Stored data entries
━━━━━━
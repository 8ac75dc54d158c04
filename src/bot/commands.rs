use thiserror::Error;

use crate::constants::COMMAND_PREFIX;

/// Cursor over a prefix-command body; all methods are utf8-boundary safe
pub struct Lexer<'a> {
    pub input: &'a str,
    pub byte_pos: usize,
}

impl<'a> Lexer<'a> {
    pub fn new(input: &'a str) -> Self {
        Self { input, byte_pos: 0 }
    }

    pub fn peek_char(&self) -> Option<char> {
        self.input[self.byte_pos..].chars().next()
    }

    pub fn next(&mut self) -> Option<char> {
        let ch = self.peek_char();
        if let Some(utf) = ch {
            self.byte_pos += utf.len_utf8();
            Some(utf)
        } else {
            None
        }
    }

    pub fn skip_whitespace(&mut self) {
        while let Some(ch) = self.peek_char() {
            if ch.is_whitespace() {
                self.next();
            } else {
                break;
            }
        }
    }

    /// Consumes consecutive non-whitespace characters, returning the word
    pub fn next_word(&mut self) -> Option<&'a str> {
        let start = self.byte_pos;
        while let Some(ch) = self.peek_char() {
            if ch.is_whitespace() {
                break;
            }

            self.next();
        }

        if start == self.byte_pos {
            None
        } else {
            Some(&self.input[start..self.byte_pos])
        }
    }

    /// Consume the remaining input stream and return it whole
    pub fn rest(&mut self) -> Option<&'a str> {
        if self.is_eof() {
            None
        } else {
            let result = &self.input[self.byte_pos..];
            self.byte_pos = self.input.len();
            Some(result)
        }
    }

    pub fn is_eof(&self) -> bool {
        self.byte_pos >= self.input.len()
    }
}

#[derive(Debug, Clone, PartialEq)]
pub enum BotCommand {
    Ping,
    Status,
    Help,
    Level,
    Leaderboard,
    GiveXp {
        target: String,
        amount: i64,
        reason: String,
    },
    Verify {
        url: String,
    },
}

/// Message metadata lifted from the platform's tag envelope
#[derive(Debug, Clone, Default, PartialEq)]
pub struct SenderInfo {
    pub user_id: String,
    pub login: String,
    pub display_name: String,
    pub color: String,
    pub moderator: bool,
    pub broadcaster: bool,
}

impl SenderInfo {
    pub fn display(&self) -> &str {
        if self.display_name.is_empty() {
            &self.login
        } else {
            &self.display_name
        }
    }

    pub fn can_moderate(&self) -> bool {
        self.moderator || self.broadcaster
    }
}

pub type CommandResult = core::result::Result<BotCommand, CommandError>;

#[derive(Debug, Clone, PartialEq, Error)]
pub enum CommandError {
    #[error("unknown command '{0}' - try !help")]
    UnknownCommand(String),

    #[error("'{command}' needs a {param}")]
    MissingParameter { command: String, param: String },

    #[error("'{0}' is not an xp amount")]
    InvalidAmount(String),
}

/// `None` for ordinary chat; `Some` when the message carries the command
/// prefix, whether or not the body parses.
pub fn parse(input: &str) -> Option<CommandResult> {
    let body = input.trim().strip_prefix(COMMAND_PREFIX)?;
    if body.is_empty() || body.starts_with(char::is_whitespace) {
        return None;
    }

    let mut lexer = Lexer::new(body);
    let command = lexer.next_word()?.to_lowercase();
    lexer.skip_whitespace();

    Some(match command.as_str() {
        "ping" => Ok(BotCommand::Ping),
        "status" => Ok(BotCommand::Status),
        "help" => Ok(BotCommand::Help),
        "level" => Ok(BotCommand::Level),
        "leaderboard" => Ok(BotCommand::Leaderboard),
        "give_xp" => parse_give_xp(&mut lexer),
        "verify" => parse_verify(&mut lexer),
        other => Err(CommandError::UnknownCommand(other.to_string())),
    })
}

fn parse_give_xp(lexer: &mut Lexer) -> CommandResult {
    let target = lexer
        .next_word()
        .ok_or_else(|| CommandError::MissingParameter {
            command: "give_xp".to_string(),
            param: "target user".to_string(),
        })?
        .trim_start_matches('@')
        .to_lowercase();
    lexer.skip_whitespace();

    let raw_amount = lexer
        .next_word()
        .ok_or_else(|| CommandError::MissingParameter {
            command: "give_xp".to_string(),
            param: "xp amount".to_string(),
        })?;
    let amount = raw_amount
        .parse::<i64>()
        .map_err(|_| CommandError::InvalidAmount(raw_amount.to_string()))?;
    lexer.skip_whitespace();

    let reason = lexer
        .rest()
        .map(|rest| rest.trim().to_string())
        .filter(|rest| !rest.is_empty())
        .unwrap_or_else(|| String::from("manual award"));

    Ok(BotCommand::GiveXp {
        target,
        amount,
        reason,
    })
}

fn parse_verify(lexer: &mut Lexer) -> CommandResult {
    let url = lexer
        .next_word()
        .ok_or_else(|| CommandError::MissingParameter {
            command: "verify".to_string(),
            param: "profile url".to_string(),
        })?
        .to_string();

    Ok(BotCommand::Verify { url })
}

#[cfg(test)]
mod tests {
    use super::*;

    #[test]
    fn test_plain_chat_is_not_a_command() {
        assert!(parse("hello verdant, how are you").is_none());
        assert!(parse("").is_none());
        assert!(parse("!").is_none());
        assert!(parse("! level").is_none());
    }

    #[test]
    fn test_simple_commands() {
        assert_eq!(parse("!ping").unwrap().unwrap(), BotCommand::Ping);
        assert_eq!(parse("  !status  ").unwrap().unwrap(), BotCommand::Status);
        assert_eq!(parse("!LEVEL").unwrap().unwrap(), BotCommand::Level);
        assert_eq!(
            parse("!leaderboard").unwrap().unwrap(),
            BotCommand::Leaderboard
        );
    }

    #[test]
    fn test_unknown_command() {
        assert_eq!(
            parse("!frobnicate").unwrap().unwrap_err(),
            CommandError::UnknownCommand("frobnicate".to_string())
        );
    }

    #[test]
    fn test_give_xp_full_form() {
        let parsed = parse("!give_xp @Plss 25 helped debug the socket pool")
            .unwrap()
            .unwrap();

        assert_eq!(
            parsed,
            BotCommand::GiveXp {
                target: "plss".to_string(),
                amount: 25,
                reason: "helped debug the socket pool".to_string(),
            }
        );
    }

    #[test]
    fn test_give_xp_default_reason() {
        let parsed = parse("!give_xp someone 5").unwrap().unwrap();

        assert_eq!(
            parsed,
            BotCommand::GiveXp {
                target: "someone".to_string(),
                amount: 5,
                reason: "manual award".to_string(),
            }
        );
    }

    #[test]
    fn test_give_xp_negative_amount_parses() {
        // penalties are a caller policy, the parser just reads the integer
        let parsed = parse("!give_xp someone -10 spam").unwrap().unwrap();

        match parsed {
            BotCommand::GiveXp { amount, .. } => assert_eq!(amount, -10),
            other => panic!("expected GiveXp, got {other:?}"),
        }
    }

    #[test]
    fn test_give_xp_bad_amount() {
        assert_eq!(
            parse("!give_xp someone lots").unwrap().unwrap_err(),
            CommandError::InvalidAmount("lots".to_string())
        );
    }

    #[test]
    fn test_give_xp_missing_params() {
        assert!(matches!(
            parse("!give_xp").unwrap().unwrap_err(),
            CommandError::MissingParameter { .. }
        ));
        assert!(matches!(
            parse("!give_xp someone").unwrap().unwrap_err(),
            CommandError::MissingParameter { .. }
        ));
    }

    #[test]
    fn test_verify_command() {
        assert_eq!(
            parse("!verify https://github.com/plss").unwrap().unwrap(),
            BotCommand::Verify {
                url: "https://github.com/plss".to_string()
            }
        );
        assert!(matches!(
            parse("!verify").unwrap().unwrap_err(),
            CommandError::MissingParameter { .. }
        ));
    }

    #[test]
    fn test_lexer_utf8_words() {
        let mut lexer = Lexer::new("héllo wörld");

        assert_eq!(lexer.next_word(), Some("héllo"));
        lexer.skip_whitespace();
        assert_eq!(lexer.rest(), Some("wörld"));
        assert!(lexer.is_eof());
    }
}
━━━━━━
▶ **Exercise goal**: Which of the lines in the data contain the string "héllo"? Return each one.

▶ **Response to the exercise**:
        let mut lexer = Lexer::new("héllo wörld");
        assert_eq!(lexer.next_word(), Some("héllo"));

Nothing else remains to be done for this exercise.